===== RECORDED DATA =====

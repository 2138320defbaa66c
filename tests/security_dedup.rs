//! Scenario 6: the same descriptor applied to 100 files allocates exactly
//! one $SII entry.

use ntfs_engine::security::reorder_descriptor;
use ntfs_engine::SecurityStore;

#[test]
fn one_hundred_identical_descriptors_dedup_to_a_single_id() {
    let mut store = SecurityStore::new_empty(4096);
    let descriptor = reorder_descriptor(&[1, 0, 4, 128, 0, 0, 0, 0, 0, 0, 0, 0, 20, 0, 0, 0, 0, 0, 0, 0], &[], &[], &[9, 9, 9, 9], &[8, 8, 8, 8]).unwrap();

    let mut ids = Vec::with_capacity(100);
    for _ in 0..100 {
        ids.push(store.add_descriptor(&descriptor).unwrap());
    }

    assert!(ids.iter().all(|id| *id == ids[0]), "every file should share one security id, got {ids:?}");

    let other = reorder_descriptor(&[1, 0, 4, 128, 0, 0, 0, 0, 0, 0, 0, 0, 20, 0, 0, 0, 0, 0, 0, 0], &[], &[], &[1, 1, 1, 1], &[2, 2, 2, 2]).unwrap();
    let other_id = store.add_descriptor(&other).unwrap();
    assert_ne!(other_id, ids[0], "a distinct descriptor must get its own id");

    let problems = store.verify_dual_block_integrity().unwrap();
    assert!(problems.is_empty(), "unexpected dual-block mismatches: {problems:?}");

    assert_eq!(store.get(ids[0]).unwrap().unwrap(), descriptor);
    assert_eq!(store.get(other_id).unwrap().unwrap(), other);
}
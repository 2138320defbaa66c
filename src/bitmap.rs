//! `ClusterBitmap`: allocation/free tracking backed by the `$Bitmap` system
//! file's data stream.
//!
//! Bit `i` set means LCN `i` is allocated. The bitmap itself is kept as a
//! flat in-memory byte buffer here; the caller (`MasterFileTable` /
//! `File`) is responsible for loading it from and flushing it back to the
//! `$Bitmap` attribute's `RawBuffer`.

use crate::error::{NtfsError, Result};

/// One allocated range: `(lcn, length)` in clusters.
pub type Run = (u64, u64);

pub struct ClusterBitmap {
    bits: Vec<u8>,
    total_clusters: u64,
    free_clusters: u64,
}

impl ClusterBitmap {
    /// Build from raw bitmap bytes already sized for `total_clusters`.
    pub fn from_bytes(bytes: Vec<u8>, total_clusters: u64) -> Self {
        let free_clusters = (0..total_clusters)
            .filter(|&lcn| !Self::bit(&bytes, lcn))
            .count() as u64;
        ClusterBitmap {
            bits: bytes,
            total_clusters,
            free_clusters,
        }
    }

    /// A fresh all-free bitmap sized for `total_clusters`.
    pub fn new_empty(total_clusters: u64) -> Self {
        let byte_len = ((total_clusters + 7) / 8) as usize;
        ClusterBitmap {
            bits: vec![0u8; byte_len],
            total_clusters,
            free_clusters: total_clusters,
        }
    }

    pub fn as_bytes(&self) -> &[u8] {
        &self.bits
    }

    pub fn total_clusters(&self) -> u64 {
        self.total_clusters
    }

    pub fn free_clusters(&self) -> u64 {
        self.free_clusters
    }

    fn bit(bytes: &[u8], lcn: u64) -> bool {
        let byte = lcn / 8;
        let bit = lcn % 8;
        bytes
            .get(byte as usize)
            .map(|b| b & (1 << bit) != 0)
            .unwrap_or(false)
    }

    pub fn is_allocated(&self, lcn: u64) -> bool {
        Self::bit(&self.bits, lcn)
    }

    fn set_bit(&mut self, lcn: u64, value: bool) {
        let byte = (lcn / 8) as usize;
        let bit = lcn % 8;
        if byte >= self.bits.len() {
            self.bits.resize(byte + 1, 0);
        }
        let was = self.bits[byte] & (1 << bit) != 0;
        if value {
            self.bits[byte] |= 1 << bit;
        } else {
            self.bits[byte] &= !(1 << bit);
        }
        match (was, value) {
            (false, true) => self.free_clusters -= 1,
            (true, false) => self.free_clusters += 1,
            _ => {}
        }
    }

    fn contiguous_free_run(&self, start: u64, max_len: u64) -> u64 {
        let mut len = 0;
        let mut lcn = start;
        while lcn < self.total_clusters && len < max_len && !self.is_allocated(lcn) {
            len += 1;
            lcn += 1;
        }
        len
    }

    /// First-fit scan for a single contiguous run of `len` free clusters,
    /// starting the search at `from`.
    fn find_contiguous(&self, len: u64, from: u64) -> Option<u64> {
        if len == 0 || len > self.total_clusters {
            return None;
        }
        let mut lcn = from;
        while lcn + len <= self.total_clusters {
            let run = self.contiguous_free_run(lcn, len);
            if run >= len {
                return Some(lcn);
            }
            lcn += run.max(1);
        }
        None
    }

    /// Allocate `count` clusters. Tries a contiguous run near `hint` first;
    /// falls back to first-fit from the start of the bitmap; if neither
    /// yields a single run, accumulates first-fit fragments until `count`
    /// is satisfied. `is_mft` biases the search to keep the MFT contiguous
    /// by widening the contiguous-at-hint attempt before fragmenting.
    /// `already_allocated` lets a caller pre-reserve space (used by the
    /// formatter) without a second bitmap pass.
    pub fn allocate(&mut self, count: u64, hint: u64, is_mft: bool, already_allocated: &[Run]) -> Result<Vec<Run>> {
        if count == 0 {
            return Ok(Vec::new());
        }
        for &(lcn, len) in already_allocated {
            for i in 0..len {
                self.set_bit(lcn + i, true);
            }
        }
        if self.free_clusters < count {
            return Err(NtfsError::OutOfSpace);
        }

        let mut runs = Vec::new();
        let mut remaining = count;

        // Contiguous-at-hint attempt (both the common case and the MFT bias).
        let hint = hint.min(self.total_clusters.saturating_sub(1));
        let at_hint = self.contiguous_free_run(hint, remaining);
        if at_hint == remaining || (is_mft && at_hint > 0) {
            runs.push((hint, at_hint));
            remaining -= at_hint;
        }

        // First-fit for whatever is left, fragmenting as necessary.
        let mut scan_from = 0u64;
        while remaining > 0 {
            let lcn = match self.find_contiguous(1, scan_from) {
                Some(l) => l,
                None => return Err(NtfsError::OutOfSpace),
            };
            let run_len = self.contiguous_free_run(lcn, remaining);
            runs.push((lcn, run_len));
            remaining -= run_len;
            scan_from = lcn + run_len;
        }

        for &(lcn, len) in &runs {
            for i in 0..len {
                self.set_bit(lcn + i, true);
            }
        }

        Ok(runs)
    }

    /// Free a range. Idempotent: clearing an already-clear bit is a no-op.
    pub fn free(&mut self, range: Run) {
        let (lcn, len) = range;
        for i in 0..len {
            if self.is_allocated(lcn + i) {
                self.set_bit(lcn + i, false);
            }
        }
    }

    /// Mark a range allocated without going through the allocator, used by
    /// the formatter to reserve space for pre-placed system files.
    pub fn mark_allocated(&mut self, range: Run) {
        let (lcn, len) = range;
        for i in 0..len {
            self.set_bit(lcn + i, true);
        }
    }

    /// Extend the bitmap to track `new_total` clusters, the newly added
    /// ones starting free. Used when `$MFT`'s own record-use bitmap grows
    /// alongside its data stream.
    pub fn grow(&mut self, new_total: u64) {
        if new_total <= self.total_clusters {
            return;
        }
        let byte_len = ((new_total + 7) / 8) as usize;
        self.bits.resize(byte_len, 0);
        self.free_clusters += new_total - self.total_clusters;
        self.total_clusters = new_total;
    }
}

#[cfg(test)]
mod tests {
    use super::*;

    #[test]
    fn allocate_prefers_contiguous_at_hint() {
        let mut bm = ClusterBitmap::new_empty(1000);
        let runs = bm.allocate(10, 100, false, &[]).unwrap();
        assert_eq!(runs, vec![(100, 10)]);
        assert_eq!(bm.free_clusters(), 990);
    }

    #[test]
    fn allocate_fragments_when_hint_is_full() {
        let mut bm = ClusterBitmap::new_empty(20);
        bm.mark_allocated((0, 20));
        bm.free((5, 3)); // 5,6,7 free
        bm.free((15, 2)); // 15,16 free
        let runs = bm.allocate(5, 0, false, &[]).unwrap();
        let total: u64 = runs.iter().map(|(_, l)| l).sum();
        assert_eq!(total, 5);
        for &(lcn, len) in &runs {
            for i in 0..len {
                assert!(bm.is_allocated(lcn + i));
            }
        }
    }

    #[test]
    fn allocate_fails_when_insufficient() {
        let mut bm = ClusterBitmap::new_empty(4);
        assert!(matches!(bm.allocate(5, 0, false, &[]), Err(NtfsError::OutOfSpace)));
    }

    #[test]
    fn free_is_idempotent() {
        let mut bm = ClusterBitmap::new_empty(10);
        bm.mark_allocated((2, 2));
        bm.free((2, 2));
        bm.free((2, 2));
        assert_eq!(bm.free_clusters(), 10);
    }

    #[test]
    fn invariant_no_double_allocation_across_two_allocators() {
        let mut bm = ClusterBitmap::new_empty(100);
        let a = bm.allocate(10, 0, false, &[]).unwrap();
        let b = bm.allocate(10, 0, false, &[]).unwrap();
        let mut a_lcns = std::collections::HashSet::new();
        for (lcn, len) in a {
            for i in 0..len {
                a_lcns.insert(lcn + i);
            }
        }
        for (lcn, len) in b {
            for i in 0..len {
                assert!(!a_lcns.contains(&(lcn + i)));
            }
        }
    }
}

=====
===== RECORDED DATA =====

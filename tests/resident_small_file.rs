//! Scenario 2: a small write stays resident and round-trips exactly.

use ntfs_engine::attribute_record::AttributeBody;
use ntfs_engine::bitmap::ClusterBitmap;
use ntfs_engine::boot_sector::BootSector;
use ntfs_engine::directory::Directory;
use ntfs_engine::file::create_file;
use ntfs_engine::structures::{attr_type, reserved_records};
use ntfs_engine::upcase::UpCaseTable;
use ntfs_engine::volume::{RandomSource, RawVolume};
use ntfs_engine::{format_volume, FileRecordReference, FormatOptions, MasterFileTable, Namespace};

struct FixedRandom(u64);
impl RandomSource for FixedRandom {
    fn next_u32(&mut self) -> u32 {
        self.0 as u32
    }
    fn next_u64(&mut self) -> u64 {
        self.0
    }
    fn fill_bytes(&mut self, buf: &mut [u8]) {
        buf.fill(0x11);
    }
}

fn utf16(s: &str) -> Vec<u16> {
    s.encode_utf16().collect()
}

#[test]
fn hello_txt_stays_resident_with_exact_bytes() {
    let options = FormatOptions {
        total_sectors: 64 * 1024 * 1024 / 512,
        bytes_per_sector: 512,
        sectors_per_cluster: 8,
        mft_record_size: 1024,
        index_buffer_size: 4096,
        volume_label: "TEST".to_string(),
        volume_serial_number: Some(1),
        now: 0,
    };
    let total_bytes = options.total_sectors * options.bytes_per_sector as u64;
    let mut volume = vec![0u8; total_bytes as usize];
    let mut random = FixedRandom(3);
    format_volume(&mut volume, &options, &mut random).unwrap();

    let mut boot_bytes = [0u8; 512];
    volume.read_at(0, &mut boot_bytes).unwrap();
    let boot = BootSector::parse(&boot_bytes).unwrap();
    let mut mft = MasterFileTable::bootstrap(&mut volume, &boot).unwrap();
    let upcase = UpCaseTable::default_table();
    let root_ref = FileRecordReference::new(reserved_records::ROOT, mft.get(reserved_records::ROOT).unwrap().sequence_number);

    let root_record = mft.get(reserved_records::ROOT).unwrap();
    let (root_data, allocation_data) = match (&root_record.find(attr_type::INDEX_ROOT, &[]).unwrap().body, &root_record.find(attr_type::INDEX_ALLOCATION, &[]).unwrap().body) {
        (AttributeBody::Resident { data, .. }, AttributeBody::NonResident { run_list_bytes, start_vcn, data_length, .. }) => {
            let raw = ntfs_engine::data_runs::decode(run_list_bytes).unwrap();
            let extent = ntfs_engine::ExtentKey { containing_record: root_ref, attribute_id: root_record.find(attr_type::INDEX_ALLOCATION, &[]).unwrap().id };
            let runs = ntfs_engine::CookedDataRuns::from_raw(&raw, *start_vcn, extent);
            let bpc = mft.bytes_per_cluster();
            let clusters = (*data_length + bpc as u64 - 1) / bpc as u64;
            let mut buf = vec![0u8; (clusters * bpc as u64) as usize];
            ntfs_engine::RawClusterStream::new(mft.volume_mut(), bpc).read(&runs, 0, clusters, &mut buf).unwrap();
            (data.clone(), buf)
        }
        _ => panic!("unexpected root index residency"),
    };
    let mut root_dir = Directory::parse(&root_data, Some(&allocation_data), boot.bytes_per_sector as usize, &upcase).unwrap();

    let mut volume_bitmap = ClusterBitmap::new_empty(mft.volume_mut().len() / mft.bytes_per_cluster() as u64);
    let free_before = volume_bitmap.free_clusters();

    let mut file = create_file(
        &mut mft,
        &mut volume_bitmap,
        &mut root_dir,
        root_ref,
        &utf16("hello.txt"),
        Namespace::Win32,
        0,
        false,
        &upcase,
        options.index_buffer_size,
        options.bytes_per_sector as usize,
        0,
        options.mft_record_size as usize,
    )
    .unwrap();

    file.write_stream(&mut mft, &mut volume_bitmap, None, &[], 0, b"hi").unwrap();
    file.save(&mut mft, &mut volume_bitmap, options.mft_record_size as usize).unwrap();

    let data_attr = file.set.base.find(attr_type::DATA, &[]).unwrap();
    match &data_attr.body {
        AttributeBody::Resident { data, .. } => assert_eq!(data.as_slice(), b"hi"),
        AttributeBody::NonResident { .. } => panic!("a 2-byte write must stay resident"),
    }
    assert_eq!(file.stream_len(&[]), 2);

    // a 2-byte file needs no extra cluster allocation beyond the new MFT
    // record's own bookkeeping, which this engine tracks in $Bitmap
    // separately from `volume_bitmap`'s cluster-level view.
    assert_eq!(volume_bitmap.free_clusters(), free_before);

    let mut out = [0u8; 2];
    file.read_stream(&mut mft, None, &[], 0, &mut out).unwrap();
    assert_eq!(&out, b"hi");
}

=====
===== RECORDED DATA =====

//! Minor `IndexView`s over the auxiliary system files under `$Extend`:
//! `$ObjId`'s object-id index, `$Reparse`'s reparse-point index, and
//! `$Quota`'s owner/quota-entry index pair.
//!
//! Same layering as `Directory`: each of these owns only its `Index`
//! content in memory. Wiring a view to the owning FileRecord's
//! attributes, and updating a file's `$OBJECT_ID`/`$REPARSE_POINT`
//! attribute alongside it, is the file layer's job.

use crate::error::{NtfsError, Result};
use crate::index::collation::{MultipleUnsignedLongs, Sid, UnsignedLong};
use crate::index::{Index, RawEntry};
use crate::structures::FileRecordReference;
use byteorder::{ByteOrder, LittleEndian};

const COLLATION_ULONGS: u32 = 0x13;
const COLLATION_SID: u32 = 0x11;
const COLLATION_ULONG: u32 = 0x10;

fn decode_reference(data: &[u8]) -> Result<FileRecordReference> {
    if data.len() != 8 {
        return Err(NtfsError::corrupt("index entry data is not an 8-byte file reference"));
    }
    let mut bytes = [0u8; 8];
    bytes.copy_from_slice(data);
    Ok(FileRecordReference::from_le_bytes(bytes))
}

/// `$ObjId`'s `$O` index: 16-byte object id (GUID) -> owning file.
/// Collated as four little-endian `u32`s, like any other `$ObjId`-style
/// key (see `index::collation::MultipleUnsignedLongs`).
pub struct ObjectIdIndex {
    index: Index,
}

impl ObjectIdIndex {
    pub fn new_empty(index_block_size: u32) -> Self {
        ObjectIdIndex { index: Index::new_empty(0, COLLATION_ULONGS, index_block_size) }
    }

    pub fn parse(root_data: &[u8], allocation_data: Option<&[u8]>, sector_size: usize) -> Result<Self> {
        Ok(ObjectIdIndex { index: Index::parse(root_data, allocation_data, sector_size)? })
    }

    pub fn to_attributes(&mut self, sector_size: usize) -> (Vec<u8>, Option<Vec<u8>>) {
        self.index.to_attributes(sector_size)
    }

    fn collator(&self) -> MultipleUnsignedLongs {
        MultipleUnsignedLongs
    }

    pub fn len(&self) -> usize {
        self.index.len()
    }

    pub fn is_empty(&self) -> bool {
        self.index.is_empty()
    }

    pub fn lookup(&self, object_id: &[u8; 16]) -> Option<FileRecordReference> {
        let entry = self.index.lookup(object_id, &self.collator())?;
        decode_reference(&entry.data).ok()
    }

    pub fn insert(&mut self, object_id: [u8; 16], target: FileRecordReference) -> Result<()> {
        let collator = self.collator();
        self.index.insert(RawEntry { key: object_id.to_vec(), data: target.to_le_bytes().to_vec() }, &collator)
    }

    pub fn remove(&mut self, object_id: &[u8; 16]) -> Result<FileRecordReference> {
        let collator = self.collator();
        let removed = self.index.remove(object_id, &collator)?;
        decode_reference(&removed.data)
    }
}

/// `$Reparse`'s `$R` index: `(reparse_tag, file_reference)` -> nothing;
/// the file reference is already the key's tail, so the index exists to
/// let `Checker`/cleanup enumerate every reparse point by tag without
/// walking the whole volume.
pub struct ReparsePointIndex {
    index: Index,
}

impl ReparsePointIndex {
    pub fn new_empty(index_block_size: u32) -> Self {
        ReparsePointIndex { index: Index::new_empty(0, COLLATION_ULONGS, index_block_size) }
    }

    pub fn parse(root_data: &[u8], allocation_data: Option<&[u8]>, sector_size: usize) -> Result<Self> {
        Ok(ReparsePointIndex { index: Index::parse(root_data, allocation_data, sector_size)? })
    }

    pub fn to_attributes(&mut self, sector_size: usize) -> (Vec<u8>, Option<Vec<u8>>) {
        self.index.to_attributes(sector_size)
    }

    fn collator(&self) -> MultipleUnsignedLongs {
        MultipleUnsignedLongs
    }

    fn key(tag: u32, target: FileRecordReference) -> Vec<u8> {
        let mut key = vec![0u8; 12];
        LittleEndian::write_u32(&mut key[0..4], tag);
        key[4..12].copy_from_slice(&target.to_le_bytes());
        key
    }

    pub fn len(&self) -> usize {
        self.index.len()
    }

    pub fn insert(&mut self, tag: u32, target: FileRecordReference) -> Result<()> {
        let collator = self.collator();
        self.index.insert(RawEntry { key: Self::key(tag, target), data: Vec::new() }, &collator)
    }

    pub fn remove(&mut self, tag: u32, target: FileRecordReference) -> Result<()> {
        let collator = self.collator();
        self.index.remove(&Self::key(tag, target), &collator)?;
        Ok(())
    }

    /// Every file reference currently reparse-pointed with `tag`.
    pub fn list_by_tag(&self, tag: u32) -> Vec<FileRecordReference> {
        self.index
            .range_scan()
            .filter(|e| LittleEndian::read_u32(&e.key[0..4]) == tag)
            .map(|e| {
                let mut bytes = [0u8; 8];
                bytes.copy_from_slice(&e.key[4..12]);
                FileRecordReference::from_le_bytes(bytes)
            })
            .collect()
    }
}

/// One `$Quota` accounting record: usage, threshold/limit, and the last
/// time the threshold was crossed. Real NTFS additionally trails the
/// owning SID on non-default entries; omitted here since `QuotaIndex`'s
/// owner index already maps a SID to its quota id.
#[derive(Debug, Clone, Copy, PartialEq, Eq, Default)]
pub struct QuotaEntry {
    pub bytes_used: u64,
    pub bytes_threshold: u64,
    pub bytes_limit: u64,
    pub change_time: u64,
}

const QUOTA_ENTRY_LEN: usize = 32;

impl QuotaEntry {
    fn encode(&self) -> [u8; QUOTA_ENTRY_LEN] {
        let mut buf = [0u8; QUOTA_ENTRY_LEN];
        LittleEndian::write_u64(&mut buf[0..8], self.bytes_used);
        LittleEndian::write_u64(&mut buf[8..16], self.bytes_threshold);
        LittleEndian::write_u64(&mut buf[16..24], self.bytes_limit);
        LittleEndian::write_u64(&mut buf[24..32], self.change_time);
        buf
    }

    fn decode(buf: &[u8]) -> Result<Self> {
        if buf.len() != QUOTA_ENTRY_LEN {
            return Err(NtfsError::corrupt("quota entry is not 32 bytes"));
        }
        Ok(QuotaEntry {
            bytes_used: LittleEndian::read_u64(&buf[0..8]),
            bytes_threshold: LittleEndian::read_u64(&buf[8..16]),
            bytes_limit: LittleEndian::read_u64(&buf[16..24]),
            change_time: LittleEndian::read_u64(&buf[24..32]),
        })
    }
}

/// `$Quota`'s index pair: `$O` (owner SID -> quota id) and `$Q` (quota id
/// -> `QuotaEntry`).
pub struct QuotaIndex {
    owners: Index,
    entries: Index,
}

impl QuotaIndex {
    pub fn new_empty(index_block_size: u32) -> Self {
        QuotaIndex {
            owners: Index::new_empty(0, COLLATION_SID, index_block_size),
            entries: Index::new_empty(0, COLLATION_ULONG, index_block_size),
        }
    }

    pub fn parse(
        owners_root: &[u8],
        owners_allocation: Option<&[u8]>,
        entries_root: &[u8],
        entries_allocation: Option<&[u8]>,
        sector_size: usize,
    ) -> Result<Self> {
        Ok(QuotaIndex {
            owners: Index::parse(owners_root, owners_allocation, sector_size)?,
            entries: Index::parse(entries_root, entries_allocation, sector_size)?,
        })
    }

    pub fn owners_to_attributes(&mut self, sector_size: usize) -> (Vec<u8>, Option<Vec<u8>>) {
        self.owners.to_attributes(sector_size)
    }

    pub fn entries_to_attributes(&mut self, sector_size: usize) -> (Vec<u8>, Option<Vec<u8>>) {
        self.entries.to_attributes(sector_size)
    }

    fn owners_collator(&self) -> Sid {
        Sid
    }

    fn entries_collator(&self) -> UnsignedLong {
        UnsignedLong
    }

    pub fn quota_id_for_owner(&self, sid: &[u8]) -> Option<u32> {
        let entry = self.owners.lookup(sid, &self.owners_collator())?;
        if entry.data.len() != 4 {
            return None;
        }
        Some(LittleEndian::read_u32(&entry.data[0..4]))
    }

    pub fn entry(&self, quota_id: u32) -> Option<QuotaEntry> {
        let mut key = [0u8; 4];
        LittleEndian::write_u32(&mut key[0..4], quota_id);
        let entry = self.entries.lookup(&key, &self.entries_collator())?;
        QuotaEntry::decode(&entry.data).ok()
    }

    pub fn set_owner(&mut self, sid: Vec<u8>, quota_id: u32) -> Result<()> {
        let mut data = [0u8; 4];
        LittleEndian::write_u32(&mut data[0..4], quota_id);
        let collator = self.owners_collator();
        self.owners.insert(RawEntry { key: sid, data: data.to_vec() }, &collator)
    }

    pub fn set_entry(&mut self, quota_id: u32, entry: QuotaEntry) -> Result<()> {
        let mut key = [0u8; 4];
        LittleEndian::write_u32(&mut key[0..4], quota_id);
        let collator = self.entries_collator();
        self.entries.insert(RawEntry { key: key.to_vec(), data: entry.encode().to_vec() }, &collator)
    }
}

=====

- _WHAT YOU NEED TO DO_
Every line of the listing that holds the word "pair" should be counted. Please give that number only.

- _ANSWER BOX_
2